§ Task description
Give only the number of lines in the records below that contain the word "failed".

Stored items

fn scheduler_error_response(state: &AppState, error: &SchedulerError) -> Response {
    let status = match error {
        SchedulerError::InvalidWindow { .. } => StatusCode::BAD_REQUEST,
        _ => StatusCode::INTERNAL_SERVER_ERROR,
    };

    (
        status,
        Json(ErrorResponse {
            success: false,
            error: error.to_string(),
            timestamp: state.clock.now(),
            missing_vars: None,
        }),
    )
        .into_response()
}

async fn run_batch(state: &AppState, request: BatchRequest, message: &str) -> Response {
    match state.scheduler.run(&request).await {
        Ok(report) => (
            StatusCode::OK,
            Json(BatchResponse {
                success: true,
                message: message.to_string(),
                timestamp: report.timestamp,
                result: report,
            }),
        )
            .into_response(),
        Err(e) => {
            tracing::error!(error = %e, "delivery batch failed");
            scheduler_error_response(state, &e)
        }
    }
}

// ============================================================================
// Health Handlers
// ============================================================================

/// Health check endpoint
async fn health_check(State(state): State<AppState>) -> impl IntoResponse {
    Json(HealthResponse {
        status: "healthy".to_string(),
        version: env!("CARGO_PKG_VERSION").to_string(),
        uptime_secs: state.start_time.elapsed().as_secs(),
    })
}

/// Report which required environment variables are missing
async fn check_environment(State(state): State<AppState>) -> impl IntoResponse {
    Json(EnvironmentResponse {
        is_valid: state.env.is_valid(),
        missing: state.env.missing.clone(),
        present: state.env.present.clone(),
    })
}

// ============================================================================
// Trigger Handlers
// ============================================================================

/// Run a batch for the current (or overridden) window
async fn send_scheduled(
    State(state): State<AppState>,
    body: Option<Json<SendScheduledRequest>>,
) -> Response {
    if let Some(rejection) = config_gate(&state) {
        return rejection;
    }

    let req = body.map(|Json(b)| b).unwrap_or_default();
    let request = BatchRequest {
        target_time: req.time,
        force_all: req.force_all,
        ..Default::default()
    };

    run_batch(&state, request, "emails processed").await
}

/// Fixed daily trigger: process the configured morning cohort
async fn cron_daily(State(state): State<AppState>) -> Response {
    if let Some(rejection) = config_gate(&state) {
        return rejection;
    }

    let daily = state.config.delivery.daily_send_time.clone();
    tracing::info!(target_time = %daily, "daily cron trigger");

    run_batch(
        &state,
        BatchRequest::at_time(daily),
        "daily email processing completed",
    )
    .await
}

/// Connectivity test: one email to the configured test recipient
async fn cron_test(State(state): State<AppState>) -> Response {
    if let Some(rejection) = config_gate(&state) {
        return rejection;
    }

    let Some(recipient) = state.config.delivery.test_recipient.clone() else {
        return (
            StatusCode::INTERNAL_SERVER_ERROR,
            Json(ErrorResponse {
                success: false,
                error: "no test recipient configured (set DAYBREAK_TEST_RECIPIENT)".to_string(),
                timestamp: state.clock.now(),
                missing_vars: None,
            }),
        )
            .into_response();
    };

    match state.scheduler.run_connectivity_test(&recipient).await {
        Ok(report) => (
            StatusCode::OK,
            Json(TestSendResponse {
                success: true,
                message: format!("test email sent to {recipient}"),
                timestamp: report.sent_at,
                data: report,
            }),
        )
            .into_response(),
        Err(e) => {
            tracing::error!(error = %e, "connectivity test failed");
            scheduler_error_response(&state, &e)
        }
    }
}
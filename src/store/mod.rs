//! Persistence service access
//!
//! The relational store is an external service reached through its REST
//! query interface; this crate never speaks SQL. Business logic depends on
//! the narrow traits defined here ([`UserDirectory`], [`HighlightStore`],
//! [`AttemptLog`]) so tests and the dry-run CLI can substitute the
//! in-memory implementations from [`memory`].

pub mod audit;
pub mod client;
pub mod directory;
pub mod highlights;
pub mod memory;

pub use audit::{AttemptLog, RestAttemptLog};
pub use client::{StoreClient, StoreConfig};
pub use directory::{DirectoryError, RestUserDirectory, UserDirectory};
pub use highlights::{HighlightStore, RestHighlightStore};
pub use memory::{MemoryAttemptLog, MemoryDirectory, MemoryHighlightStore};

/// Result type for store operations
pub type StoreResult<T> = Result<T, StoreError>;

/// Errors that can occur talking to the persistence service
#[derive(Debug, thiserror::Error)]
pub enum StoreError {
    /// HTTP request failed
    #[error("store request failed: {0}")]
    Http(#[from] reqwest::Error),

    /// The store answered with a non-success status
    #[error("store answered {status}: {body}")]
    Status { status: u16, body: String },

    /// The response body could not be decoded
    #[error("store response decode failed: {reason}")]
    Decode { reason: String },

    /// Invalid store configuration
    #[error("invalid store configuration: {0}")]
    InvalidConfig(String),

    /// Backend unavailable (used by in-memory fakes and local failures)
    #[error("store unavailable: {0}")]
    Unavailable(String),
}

§ Exercise solution
5